Given data
-----

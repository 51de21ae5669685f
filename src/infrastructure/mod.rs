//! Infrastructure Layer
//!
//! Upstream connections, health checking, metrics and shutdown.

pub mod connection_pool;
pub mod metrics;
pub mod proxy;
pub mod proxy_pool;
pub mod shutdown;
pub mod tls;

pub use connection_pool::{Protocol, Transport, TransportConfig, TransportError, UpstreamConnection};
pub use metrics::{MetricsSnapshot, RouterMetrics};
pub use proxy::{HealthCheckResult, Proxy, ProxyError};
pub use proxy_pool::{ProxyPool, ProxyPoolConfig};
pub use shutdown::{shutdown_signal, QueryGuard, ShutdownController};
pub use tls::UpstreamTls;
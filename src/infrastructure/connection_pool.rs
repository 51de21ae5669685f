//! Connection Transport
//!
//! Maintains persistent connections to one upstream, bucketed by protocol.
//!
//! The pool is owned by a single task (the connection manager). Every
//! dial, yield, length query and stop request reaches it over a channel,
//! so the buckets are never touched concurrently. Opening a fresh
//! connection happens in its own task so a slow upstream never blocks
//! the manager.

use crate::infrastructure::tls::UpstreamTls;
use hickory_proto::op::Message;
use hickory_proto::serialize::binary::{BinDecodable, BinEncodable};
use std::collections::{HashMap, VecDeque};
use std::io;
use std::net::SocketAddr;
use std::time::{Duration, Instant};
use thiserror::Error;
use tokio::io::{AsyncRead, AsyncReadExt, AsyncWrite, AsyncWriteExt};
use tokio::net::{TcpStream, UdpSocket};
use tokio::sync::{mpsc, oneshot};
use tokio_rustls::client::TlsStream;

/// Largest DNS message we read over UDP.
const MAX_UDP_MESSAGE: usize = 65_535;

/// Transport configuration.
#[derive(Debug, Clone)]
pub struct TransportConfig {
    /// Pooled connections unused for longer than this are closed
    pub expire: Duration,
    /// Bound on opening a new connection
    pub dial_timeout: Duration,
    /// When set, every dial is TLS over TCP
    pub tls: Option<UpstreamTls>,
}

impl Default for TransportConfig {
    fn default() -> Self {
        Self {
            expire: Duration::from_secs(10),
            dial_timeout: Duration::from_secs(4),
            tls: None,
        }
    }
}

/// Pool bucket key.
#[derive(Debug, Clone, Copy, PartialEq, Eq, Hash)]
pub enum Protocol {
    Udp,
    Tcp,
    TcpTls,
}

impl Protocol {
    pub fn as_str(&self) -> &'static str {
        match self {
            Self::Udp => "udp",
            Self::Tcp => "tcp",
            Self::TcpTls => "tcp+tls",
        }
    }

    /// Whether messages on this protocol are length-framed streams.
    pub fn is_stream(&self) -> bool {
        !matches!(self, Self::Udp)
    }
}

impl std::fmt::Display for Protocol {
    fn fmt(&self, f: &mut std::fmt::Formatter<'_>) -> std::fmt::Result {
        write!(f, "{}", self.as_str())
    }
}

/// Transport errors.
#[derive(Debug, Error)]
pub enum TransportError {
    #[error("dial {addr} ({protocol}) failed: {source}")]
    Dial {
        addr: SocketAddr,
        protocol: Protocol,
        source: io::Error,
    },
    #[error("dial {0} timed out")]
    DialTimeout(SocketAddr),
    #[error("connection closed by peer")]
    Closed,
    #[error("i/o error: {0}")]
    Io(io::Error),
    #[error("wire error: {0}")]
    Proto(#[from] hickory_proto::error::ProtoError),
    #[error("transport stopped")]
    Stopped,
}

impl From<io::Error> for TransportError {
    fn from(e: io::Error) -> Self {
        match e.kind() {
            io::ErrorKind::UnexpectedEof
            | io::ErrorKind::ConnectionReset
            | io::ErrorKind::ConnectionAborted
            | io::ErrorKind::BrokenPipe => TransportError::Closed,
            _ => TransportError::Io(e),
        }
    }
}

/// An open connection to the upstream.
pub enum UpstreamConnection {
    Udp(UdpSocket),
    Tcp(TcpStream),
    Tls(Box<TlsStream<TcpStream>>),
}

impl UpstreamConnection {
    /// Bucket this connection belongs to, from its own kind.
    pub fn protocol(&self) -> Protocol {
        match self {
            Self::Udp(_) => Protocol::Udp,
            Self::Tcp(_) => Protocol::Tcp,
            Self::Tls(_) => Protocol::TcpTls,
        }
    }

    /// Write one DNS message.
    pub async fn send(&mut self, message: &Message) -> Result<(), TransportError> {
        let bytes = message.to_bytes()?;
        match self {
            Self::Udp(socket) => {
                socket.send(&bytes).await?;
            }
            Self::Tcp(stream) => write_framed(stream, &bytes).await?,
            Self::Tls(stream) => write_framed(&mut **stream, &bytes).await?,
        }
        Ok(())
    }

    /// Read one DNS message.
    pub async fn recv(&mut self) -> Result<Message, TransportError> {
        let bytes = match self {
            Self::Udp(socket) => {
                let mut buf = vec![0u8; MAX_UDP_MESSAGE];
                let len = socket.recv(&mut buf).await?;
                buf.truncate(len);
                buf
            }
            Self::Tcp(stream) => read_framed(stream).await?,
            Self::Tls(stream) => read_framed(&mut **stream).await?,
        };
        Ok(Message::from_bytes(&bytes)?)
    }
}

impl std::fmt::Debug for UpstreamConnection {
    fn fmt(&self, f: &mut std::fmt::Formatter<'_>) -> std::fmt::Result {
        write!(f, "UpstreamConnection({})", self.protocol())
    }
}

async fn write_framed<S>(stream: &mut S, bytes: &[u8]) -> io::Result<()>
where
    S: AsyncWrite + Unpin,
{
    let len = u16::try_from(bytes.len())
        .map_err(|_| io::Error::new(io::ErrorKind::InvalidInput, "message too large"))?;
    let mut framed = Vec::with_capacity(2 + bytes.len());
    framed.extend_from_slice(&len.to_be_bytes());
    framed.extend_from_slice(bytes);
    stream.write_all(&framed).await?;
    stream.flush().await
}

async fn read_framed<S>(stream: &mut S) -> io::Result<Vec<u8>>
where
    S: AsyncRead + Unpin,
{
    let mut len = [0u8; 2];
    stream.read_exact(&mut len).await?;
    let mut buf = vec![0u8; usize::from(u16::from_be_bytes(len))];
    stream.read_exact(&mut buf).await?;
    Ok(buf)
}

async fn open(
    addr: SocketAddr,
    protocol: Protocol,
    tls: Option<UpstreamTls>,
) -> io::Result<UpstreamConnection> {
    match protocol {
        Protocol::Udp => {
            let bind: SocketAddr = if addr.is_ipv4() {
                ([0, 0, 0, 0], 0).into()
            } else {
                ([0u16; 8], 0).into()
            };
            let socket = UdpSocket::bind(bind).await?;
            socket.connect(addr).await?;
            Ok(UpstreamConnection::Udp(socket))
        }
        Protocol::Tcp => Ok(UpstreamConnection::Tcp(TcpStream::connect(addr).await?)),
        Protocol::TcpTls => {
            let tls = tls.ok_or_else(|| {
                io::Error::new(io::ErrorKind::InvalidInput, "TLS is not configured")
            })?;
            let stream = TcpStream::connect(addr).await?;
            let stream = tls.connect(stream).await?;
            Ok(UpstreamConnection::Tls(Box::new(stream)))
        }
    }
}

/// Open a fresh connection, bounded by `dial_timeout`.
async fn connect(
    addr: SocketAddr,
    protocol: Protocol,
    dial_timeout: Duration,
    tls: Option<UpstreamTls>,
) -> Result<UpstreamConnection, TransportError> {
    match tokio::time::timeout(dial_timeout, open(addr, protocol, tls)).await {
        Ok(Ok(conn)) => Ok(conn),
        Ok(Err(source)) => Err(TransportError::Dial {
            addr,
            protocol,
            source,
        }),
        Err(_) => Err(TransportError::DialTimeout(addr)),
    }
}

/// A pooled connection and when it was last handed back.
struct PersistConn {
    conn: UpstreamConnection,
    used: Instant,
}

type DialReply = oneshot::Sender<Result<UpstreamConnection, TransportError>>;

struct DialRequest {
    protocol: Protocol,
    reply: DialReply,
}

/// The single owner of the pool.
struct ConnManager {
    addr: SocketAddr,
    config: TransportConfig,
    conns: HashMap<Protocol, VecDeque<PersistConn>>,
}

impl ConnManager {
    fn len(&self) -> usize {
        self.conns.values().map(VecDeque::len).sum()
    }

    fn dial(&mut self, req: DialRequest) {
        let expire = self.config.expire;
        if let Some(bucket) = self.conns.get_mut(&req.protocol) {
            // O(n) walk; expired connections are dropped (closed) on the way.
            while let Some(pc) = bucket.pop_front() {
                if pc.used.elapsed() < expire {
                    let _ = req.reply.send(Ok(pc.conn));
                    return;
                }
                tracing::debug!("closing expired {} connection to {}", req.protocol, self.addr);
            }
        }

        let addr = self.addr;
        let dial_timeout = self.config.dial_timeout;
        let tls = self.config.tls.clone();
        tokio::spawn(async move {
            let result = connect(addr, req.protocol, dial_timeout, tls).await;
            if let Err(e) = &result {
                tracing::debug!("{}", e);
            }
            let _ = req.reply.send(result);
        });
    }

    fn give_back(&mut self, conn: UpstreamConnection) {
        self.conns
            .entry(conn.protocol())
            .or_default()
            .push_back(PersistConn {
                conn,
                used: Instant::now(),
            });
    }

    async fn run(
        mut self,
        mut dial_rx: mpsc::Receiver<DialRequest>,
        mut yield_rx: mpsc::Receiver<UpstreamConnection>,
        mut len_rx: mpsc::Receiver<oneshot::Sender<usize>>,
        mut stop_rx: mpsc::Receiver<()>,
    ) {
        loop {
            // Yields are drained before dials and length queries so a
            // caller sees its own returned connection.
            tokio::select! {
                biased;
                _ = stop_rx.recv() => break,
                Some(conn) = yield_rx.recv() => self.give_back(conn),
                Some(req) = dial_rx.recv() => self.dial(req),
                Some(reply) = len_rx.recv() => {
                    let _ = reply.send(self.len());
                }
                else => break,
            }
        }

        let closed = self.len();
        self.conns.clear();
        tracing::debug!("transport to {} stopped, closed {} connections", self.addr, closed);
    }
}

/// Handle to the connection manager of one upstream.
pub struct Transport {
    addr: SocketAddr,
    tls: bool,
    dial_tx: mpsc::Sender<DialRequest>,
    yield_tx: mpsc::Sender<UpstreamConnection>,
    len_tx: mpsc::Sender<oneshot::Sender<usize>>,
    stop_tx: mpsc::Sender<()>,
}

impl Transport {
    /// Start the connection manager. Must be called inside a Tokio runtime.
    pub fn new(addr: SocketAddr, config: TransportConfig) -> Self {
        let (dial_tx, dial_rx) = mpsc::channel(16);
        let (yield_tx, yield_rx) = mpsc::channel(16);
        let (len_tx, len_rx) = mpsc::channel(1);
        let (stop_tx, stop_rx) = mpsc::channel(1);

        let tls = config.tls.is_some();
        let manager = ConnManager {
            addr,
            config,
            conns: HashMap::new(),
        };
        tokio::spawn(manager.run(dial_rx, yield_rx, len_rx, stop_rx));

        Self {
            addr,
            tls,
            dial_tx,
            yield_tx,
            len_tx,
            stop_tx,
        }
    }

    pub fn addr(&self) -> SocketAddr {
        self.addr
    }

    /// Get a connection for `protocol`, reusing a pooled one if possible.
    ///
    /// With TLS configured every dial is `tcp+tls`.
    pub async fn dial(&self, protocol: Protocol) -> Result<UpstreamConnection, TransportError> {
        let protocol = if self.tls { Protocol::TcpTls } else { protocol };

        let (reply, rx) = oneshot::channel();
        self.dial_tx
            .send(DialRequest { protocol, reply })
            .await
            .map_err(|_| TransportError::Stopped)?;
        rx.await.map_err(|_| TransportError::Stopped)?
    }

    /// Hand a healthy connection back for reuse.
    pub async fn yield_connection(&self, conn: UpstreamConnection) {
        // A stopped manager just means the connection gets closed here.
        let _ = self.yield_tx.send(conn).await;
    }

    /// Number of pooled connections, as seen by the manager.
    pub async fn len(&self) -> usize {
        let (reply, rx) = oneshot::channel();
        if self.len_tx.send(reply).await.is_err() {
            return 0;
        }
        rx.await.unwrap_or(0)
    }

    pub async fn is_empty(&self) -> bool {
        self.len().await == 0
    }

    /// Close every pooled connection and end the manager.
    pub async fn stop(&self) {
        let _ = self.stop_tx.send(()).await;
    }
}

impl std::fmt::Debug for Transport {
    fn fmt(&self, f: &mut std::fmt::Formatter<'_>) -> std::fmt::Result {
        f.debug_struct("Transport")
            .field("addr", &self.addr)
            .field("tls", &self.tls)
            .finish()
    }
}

-----

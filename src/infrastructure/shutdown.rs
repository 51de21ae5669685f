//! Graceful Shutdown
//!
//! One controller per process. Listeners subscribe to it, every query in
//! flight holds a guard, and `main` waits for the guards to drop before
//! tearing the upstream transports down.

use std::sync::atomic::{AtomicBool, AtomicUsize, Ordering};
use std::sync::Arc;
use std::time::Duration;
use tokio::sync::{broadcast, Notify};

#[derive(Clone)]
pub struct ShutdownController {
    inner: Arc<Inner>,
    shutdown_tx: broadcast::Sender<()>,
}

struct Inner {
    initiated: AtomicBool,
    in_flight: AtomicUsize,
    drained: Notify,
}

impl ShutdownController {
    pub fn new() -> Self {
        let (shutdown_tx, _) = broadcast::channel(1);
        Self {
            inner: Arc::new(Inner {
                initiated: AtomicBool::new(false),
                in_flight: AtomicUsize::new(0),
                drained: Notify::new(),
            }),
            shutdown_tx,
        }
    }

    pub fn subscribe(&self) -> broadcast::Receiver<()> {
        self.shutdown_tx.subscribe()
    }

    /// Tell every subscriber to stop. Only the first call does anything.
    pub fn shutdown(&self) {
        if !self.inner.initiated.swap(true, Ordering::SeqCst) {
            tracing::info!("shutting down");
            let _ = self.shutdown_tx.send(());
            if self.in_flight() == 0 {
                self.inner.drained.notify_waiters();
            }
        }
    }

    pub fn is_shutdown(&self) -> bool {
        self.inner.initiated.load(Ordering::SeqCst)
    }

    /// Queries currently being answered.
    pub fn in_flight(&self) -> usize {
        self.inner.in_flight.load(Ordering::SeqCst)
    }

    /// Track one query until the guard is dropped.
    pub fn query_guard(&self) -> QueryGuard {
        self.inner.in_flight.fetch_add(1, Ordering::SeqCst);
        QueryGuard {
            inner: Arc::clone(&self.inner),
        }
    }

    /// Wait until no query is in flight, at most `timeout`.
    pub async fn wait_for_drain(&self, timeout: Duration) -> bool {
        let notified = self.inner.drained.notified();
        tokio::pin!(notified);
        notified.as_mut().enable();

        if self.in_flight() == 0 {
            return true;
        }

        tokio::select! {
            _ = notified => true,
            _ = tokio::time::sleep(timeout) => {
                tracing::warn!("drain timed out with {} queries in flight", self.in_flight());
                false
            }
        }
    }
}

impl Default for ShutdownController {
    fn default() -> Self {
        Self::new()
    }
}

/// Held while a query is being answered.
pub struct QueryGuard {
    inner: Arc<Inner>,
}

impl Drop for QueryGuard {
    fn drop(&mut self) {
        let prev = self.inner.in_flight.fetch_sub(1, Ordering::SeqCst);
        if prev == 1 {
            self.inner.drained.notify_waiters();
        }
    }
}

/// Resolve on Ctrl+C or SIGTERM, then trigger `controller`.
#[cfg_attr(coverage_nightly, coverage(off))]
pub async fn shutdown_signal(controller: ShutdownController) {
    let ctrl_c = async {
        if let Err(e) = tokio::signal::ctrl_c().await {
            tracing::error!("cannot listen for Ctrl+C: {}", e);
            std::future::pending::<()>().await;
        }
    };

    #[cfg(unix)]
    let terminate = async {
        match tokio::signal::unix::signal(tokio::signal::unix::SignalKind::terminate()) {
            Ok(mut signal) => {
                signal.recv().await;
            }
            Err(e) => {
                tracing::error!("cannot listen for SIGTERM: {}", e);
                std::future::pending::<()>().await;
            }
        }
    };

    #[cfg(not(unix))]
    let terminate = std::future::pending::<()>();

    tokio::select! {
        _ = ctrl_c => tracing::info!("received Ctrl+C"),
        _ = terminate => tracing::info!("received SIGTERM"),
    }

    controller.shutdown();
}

-----

Exercise brief
Wherever the word "fresh" appears in the entries above, copy that line.

Worked solution
//! so the buckets are never touched concurrently. Opening a fresh
/// Open a fresh connection, bounded by `dial_timeout`.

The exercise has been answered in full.